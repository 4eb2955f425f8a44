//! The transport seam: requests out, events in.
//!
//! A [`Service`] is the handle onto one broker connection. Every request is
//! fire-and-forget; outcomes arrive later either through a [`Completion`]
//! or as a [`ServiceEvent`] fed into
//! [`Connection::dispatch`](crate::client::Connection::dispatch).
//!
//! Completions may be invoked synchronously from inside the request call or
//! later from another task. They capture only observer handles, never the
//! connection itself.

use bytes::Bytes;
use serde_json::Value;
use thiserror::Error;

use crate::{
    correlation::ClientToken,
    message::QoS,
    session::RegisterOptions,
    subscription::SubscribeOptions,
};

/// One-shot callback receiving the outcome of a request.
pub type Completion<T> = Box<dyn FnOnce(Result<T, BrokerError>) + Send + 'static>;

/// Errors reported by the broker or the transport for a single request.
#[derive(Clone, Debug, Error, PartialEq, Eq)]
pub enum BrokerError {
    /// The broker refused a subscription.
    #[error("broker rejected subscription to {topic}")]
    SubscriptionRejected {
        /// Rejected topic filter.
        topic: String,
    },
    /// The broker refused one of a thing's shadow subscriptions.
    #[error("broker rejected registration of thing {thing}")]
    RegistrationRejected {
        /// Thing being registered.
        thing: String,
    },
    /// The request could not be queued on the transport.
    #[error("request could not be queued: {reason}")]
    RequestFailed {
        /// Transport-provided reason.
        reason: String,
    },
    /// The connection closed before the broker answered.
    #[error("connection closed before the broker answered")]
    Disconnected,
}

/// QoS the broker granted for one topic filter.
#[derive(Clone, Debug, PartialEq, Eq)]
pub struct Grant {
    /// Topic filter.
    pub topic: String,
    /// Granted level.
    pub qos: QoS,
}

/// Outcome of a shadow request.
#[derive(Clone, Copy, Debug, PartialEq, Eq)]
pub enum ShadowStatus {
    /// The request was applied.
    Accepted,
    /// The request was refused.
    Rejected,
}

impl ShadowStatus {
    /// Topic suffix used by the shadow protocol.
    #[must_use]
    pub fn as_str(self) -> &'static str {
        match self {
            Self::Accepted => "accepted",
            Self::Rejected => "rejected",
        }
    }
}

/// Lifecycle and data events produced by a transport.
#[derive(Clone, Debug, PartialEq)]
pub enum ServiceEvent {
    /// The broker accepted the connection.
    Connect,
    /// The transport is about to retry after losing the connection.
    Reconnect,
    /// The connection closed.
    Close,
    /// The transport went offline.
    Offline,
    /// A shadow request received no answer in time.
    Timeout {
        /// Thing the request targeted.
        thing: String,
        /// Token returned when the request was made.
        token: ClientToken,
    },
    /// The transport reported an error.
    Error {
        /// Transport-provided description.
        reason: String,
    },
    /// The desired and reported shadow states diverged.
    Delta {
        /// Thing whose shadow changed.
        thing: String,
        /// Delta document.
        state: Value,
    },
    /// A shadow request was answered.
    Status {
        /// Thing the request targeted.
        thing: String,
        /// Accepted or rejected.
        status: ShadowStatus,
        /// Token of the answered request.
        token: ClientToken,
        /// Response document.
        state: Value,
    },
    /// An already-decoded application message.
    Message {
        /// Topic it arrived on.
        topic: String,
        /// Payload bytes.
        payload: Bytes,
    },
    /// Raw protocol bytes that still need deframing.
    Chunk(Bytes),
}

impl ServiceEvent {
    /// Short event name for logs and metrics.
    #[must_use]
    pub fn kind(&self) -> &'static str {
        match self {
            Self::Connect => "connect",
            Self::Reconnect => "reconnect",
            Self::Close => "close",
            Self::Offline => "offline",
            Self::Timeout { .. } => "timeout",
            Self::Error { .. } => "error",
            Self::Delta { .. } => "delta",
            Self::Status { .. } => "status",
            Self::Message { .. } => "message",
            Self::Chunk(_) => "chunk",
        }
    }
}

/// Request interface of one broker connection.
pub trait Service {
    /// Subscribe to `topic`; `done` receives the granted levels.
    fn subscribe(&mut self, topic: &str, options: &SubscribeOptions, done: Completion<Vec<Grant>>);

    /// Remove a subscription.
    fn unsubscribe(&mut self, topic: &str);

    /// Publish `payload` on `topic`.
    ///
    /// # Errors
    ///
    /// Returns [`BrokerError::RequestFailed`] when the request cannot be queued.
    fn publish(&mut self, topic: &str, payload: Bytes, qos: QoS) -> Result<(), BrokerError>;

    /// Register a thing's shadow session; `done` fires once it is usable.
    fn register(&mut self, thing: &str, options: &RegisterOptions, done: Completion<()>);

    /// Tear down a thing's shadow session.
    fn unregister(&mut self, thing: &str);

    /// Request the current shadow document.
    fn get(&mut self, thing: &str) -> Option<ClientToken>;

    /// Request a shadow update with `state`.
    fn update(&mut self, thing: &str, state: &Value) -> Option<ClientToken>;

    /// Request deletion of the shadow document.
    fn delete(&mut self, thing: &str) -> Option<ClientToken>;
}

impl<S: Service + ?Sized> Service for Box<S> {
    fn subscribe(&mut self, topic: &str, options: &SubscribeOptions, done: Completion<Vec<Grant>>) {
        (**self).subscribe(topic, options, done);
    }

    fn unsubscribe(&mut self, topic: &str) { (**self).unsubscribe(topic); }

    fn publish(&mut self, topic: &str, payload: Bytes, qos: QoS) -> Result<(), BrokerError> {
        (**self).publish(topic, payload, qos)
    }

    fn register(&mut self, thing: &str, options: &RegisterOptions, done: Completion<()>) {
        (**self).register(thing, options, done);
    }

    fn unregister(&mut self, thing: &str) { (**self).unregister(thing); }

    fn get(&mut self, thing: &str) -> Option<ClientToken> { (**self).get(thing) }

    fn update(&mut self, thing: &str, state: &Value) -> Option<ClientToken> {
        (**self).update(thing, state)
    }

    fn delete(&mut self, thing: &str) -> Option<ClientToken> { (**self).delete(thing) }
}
***
WHAT IS BEING ASKED: Which lines above carry the string "BrokerError"? Copy those lines.

SOLUTION BELOW:
pub type Completion<T> = Box<dyn FnOnce(Result<T, BrokerError>) + Send + 'static>;
pub enum BrokerError {
    /// Returns [`BrokerError::RequestFailed`] when the request cannot be queued.
    fn publish(&mut self, topic: &str, payload: Bytes, qos: QoS) -> Result<(), BrokerError>;
    fn publish(&mut self, topic: &str, payload: Bytes, qos: QoS) -> Result<(), BrokerError> {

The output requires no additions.